November marked the anniversary of Krijger’s birth in 1914 and reminded the Trinity community that the emblem embodies the “spirit of Trinity’s special perspective for education with a contemporary directness that will communicate to a secular society,” according to the original proposal for the design.
The three-bar emblem, signifying the persons of the Trinity, was designed by Krijger at the request of students who desired a school ring. An account of this part of Trinity’s history is recorded in the book At the Heart of Community, Stories of Trinity Christian College’s First 50 Years, by Dr. Daniel Diephouse, professor of English, emeritus.
“One of [Krijger’s] specialties being jewelry, he designed a ring that made a strong symbolic statement about the Reformed Christian faith that Trinity proclaims.”
The emblem was then adopted as Trinity’s official logo and is used today in all print and web communications.

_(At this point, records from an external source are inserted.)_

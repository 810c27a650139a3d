//! Installation credential broker.
//!
//! Exchanges app assertions for installation access tokens and caches them.
//! Concurrent cold-cache requests for the same installation may each mint a
//! token; the last write wins and both tokens stay valid upstream.

use std::sync::Arc;

use crate::api::metrics::TOKENS_MINTED_TOTAL;
use crate::config::GitHubConfig;

use super::api_client::{InstallationApi, InstallationDetails, Repository};
use super::assertion;
use super::cache::TokenCache;
use super::error::GitHubError;

/// Page size for repository listing (GitHub's maximum).
const REPOS_PER_PAGE: u32 = 100;

pub struct CredentialBroker {
    config: GitHubConfig,
    api: Arc<dyn InstallationApi>,
    cache: TokenCache,
}

impl CredentialBroker {
    pub fn new(config: GitHubConfig, api: Arc<dyn InstallationApi>, cache: TokenCache) -> Self {
        Self { config, api, cache }
    }

    /// Get an installation access token, serving from cache when a
    /// non-expired entry exists. Nothing is cached on failure.
    pub async fn installation_token(&self, installation_id: i64) -> Result<String, GitHubError> {
        if let Some(token) = self.cache.get(installation_id) {
            tracing::debug!(installation_id, "Installation token served from cache");
            return Ok(token);
        }

        let assertion = assertion::generate_assertion(&self.config)?;
        let response = self
            .api
            .create_installation_token(&assertion, installation_id)
            .await?;

        self.cache.put(installation_id, response.token.clone());
        metrics::counter!(TOKENS_MINTED_TOTAL).increment(1);
        tracing::info!(installation_id, "Installation token minted");

        Ok(response.token)
    }

    /// Evict any cached token for the installation. Called on every
    /// suspend/delete transition so stale tokens are never reused.
    pub fn invalidate_installation_token(&self, installation_id: i64) {
        if self.cache.remove(installation_id) {
            tracing::debug!(installation_id, "Cached installation token evicted");
        }
    }

    /// Fetch live installation details. Never cached: the callback path
    /// validates ownership against these and must not see stale data.
    pub async fn installation_details(
        &self,
        installation_id: i64,
    ) -> Result<InstallationDetails, GitHubError> {
        let assertion = assertion::generate_assertion(&self.config)?;
        self.api.get_installation(&assertion, installation_id).await
    }

    /// List all repositories visible to the installation, paging until a
    /// page comes back short.
    pub async fn list_installation_repos(
        &self,
        installation_id: i64,
    ) -> Result<Vec<Repository>, GitHubError> {
        let token = self.installation_token(installation_id).await?;

        let mut repos = Vec::new();
        let mut page = 1;
        loop {
            let batch = self
                .api
                .list_repos_page(&token, REPOS_PER_PAGE, page)
                .await?;
            let last_page = (batch.len() as u32) < REPOS_PER_PAGE;
            repos.extend(batch);
            if last_page {
                break;
            }
            page += 1;
        }

        tracing::debug!(installation_id, count = repos.len(), "Listed installation repositories");
        Ok(repos)
    }
}


#[cfg(test)]
mod tests {
    use super::super::api_client::{
        InstallationAccount, InstallationTokenResponse, RepositoryOwner,
    };
    use super::super::cache::test_support::ManualClock;
    use super::test_support::test_config;
    use super::*;
    use async_trait::async_trait;
    use parking_lot::Mutex;
    use std::sync::atomic::{AtomicUsize, Ordering};

    struct FakeApi {
        mint_calls: AtomicUsize,
        pages: Mutex<Vec<Vec<Repository>>>,
        fail_token: bool,
    }

    impl FakeApi {
        fn new() -> Self {
            Self {
                mint_calls: AtomicUsize::new(0),
                pages: Mutex::new(Vec::new()),
                fail_token: false,
            }
        }

        fn with_pages(pages: Vec<Vec<Repository>>) -> Self {
            Self {
                mint_calls: AtomicUsize::new(0),
                pages: Mutex::new(pages),
                fail_token: false,
            }
        }
    }

    #[async_trait]
    impl InstallationApi for FakeApi {
        async fn create_installation_token(
            &self,
            _assertion: &str,
            installation_id: i64,
        ) -> Result<InstallationTokenResponse, GitHubError> {
            if self.fail_token {
                return Err(GitHubError::Upstream {
                    status: 404,
                    body: "Not Found".to_string(),
                });
            }
            let n = self.mint_calls.fetch_add(1, Ordering::SeqCst) + 1;
            Ok(InstallationTokenResponse {
                token: format!("ghs_mint_{}_{}", installation_id, n),
                expires_at: "2026-01-01T00:00:00Z".to_string(),
                permissions: serde_json::Value::Null,
                repository_selection: Some("all".to_string()),
            })
        }

        async fn get_installation(
            &self,
            _assertion: &str,
            installation_id: i64,
        ) -> Result<InstallationDetails, GitHubError> {
            Ok(InstallationDetails {
                id: installation_id,
                account: InstallationAccount {
                    id: 42,
                    login: "octocat".to_string(),
                    account_type: "User".to_string(),
                    avatar_url: None,
                },
                repository_selection: Some("all".to_string()),
                permissions: serde_json::Value::Null,
                events: vec![],
                suspended_at: None,
            })
        }

        async fn list_repos_page(
            &self,
            _token: &str,
            _per_page: u32,
            page: u32,
        ) -> Result<Vec<Repository>, GitHubError> {
            let pages = self.pages.lock();
            match pages.get((page - 1) as usize) {
                Some(batch) => Ok(batch.clone()),
                None => Ok(Vec::new()),
            }
        }
    }

    fn repo(id: u64) -> Repository {
        Repository {
            id,
            name: format!("repo-{}", id),
            full_name: format!("octocat/repo-{}", id),
            description: None,
            html_url: String::new(),
            clone_url: String::new(),
            default_branch: "main".to_string(),
            private: false,
            owner: RepositoryOwner {
                login: "octocat".to_string(),
                id: 42,
                owner_type: "User".to_string(),
            },
        }
    }

    fn broker_with(api: Arc<FakeApi>) -> CredentialBroker {
        CredentialBroker::new(
            test_config(),
            api,
            TokenCache::new(Arc::new(ManualClock::new())),
        )
    }

    #[tokio::test]
    async fn second_request_within_ttl_hits_the_cache() {
        let api = Arc::new(FakeApi::new());
        let broker = broker_with(api.clone());

        let first = broker.installation_token(991).await.unwrap();
        let second = broker.installation_token(991).await.unwrap();

        assert_eq!(first, second);
        assert_eq!(api.mint_calls.load(Ordering::SeqCst), 1);
    }

    #[tokio::test]
    async fn invalidate_forces_a_fresh_mint() {
        let api = Arc::new(FakeApi::new());
        let broker = broker_with(api.clone());

        broker.installation_token(991).await.unwrap();
        broker.installation_token(991).await.unwrap();
        broker.invalidate_installation_token(991);
        broker.installation_token(991).await.unwrap();

        assert_eq!(api.mint_calls.load(Ordering::SeqCst), 2);
    }

    #[tokio::test]
    async fn upstream_failure_caches_nothing() {
        let mut api = FakeApi::new();
        api.fail_token = true;
        let api = Arc::new(api);
        let broker = broker_with(api.clone());

        let err = broker.installation_token(991).await.unwrap_err();
        assert!(matches!(err, GitHubError::Upstream { status: 404, .. }));

        // A later request goes upstream again rather than serving a phantom
        // cache entry.
        let err = broker.installation_token(991).await.unwrap_err();
        assert!(matches!(err, GitHubError::Upstream { .. }));
    }

    #[tokio::test]
    async fn repo_listing_concatenates_pages_and_stops_on_short_page() {
        let full: Vec<Repository> = (0..100).map(|i| repo(i)).collect();
        let full2: Vec<Repository> = (100..200).map(|i| repo(i)).collect();
        let full3: Vec<Repository> = (200..300).map(|i| repo(i)).collect();
        let partial: Vec<Repository> = (300..307).map(|i| repo(i)).collect();

        let api = Arc::new(FakeApi::with_pages(vec![full, full2, full3, partial]));
        let broker = broker_with(api.clone());

        let repos = broker.list_installation_repos(991).await.unwrap();
        assert_eq!(repos.len(), 307);
        assert_eq!(repos[0].id, 0);
        assert_eq!(repos[306].id, 306);
    }

    #[tokio::test]
    async fn empty_first_page_yields_empty_listing() {
        let api = Arc::new(FakeApi::with_pages(vec![]));
        let broker = broker_with(api);
        let repos = broker.list_installation_repos(991).await.unwrap();
        assert!(repos.is_empty());
    }

    #[test]
    fn missing_credentials_surface_before_any_upstream_call() {
        let api = Arc::new(FakeApi::new());
        let broker = CredentialBroker::new(
            GitHubConfig::default(),
            api.clone(),
            TokenCache::new(Arc::new(ManualClock::new())),
        );
        let err = tokio_test::block_on(broker.installation_token(1)).unwrap_err();
        assert!(matches!(err, GitHubError::Configuration));
        assert_eq!(api.mint_calls.load(Ordering::SeqCst), 0);
    }
}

“The design communicates the values of the institution with clarity, and it is distinctive enough to hold its own identity,” said John Bakker, professor of art and design at Trinity since 1982. “I think that it’s one of the great marks of the 20th century. It reminds me of logos for Chase or Nike in its clarity and succinctness. We are fortunate to have it as our own.”
The work of Krijger, who was also a prominent type designer and creator of the Raffia Initials typeface, is often a topic of discussion in class.
“We discuss the logo and its history in design classes,” said Ellen Browning, assistant professor of art and design. “Krijiger’s logo remains significant today as it was originally designed from a minimalist, modern perspective. This clean, simple, forward-thinking design is timeless, and that is part of its strength in serving the Trinity community.”